I'm sure they don't twirl their moustaches and admire their own evil. In fact, quite the contrary, I'm sure they feel that their piss is like manna from heaven for the rest of us. However, their experiences and expectations of life are so radically different from the hoi polloi that we may as well be different species. We need to realise that we need to run our countries for the benefit of the vast majority of the people, rather than the vast majority of the money.

But how do we get there from here? The media, the economy, the judiciary and the body politic are entirely in thrall to the filthy lucre. It is almost inconceivable that change can be achieved at the ballot box in face of such odds. I think people on the streets is the only option. I would strongly prefer peaceful people on the streets, but once you fire up the populace enough to turn them out in big numbers, the result is not always predictable or desirable. As Carlyle put it “If something be not done, something will do itself one day, and in a fashion that will please nobody.”
posted by Jakey at 6:11 PM on February 12, 2014 [2 favorites]

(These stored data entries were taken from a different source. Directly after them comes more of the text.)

use crate::error::{CoreError, Result};
use serde::{Deserialize, Deserializer, Serialize, Serializer};
use std::fmt;
use std::str::FromStr;
use time::OffsetDateTime;
use time::format_description::well_known::Rfc3339;

/// A UTC instant rendered as RFC 3339 on the wire.
#[derive(Debug, Clone, Copy, PartialEq, Eq, PartialOrd, Ord, Hash)]
pub struct Timestamp(pub OffsetDateTime);

impl Timestamp {
    pub fn new(datetime: OffsetDateTime) -> Self {
        Self(datetime)
    }

    pub fn inner(&self) -> &OffsetDateTime {
        &self.0
    }

    pub fn into_inner(self) -> OffsetDateTime {
        self.0
    }

    pub fn unix_timestamp(&self) -> i64 {
        self.0.unix_timestamp()
    }

    /// Milliseconds since the Unix epoch, used for upload file names.
    pub fn unix_millis(&self) -> i128 {
        self.0.unix_timestamp_nanos() / 1_000_000
    }
}

impl From<OffsetDateTime> for Timestamp {
    fn from(value: OffsetDateTime) -> Self {
        Self(value)
    }
}

impl fmt::Display for Timestamp {
    fn fmt(&self, f: &mut fmt::Formatter<'_>) -> fmt::Result {
        let formatted = self.0.format(&Rfc3339).map_err(|_| fmt::Error)?;
        write!(f, "{formatted}")
    }
}

impl FromStr for Timestamp {
    type Err = CoreError;

    fn from_str(s: &str) -> Result<Self> {
        let datetime = OffsetDateTime::parse(s, &Rfc3339).map_err(|e| {
            CoreError::invalid_date_time(format!("Failed to parse timestamp '{s}': {e}"))
        })?;
        Ok(Timestamp(datetime))
    }
}

impl Serialize for Timestamp {
    fn serialize<S>(&self, serializer: S) -> std::result::Result<S::Ok, S::Error>
    where
        S: Serializer,
    {
        let formatted = self.0.format(&Rfc3339).map_err(serde::ser::Error::custom)?;
        serializer.serialize_str(&formatted)
    }
}

impl<'de> Deserialize<'de> for Timestamp {
    fn deserialize<D>(deserializer: D) -> std::result::Result<Self, D::Error>
    where
        D: Deserializer<'de>,
    {
        let s = String::deserialize(deserializer)?;
        Timestamp::from_str(&s).map_err(serde::de::Error::custom)
    }
}

pub fn now_utc() -> Timestamp {
    Timestamp(OffsetDateTime::now_utc())
}

#[cfg(test)]
mod tests {
    use super::*;
    use time::macros::datetime;

    #[test]
    fn test_display_is_rfc3339() {
        let ts = Timestamp::new(datetime!(2023-05-15 14:30:00 UTC));
        assert_eq!(ts.to_string(), "2023-05-15T14:30:00Z");
    }

    #[test]
    fn test_parse_round_trip_with_offset() {
        let ts: Timestamp = "2023-05-15T16:30:00+02:00".parse().unwrap();
        assert_eq!(ts.unix_timestamp(), datetime!(2023-05-15 14:30:00 UTC).unix_timestamp());
    }

    #[test]
    fn test_parse_rejects_garbage() {
        let err = "yesterday".parse::<Timestamp>().unwrap_err();
        assert!(matches!(err, CoreError::InvalidDateTime(_)));
    }

    #[test]
    fn test_serde_uses_string_form() {
        let ts = Timestamp::new(datetime!(2024-01-02 03:04:05 UTC));
        let json = serde_json::to_string(&ts).unwrap();
        assert_eq!(json, "\"2024-01-02T03:04:05Z\"");
        let back: Timestamp = serde_json::from_str(&json).unwrap();
        assert_eq!(back, ts);
    }

    #[test]
    fn test_unix_millis() {
        let ts = Timestamp::new(datetime!(1970-01-01 00:00:01.5 UTC));
        assert_eq!(ts.unix_millis(), 1500);
    }

    #[test]
    fn test_ordering_follows_instant() {
        let earlier = Timestamp::new(datetime!(2024-01-01 00:00:00 UTC));
        let later = now_utc();
        assert!(earlier < later);
    }
}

Pando and NSFW are a match made in heaven. The former doesn't do any journalism at all, the latter just smears people with accusation and innuendo without any real evidence to back it up. Which is why its original model failed and it has to be propped up by Pando.
posted by to sir with millipedes at 6:16 PM on February 12, 2014 [1 favorite]


PanderDaily, amirite?
posted by sneebler at 6:55 PM on February 12, 2014


The Nightly Business Report is produced by CNBC, I guess because it was going to go under without help.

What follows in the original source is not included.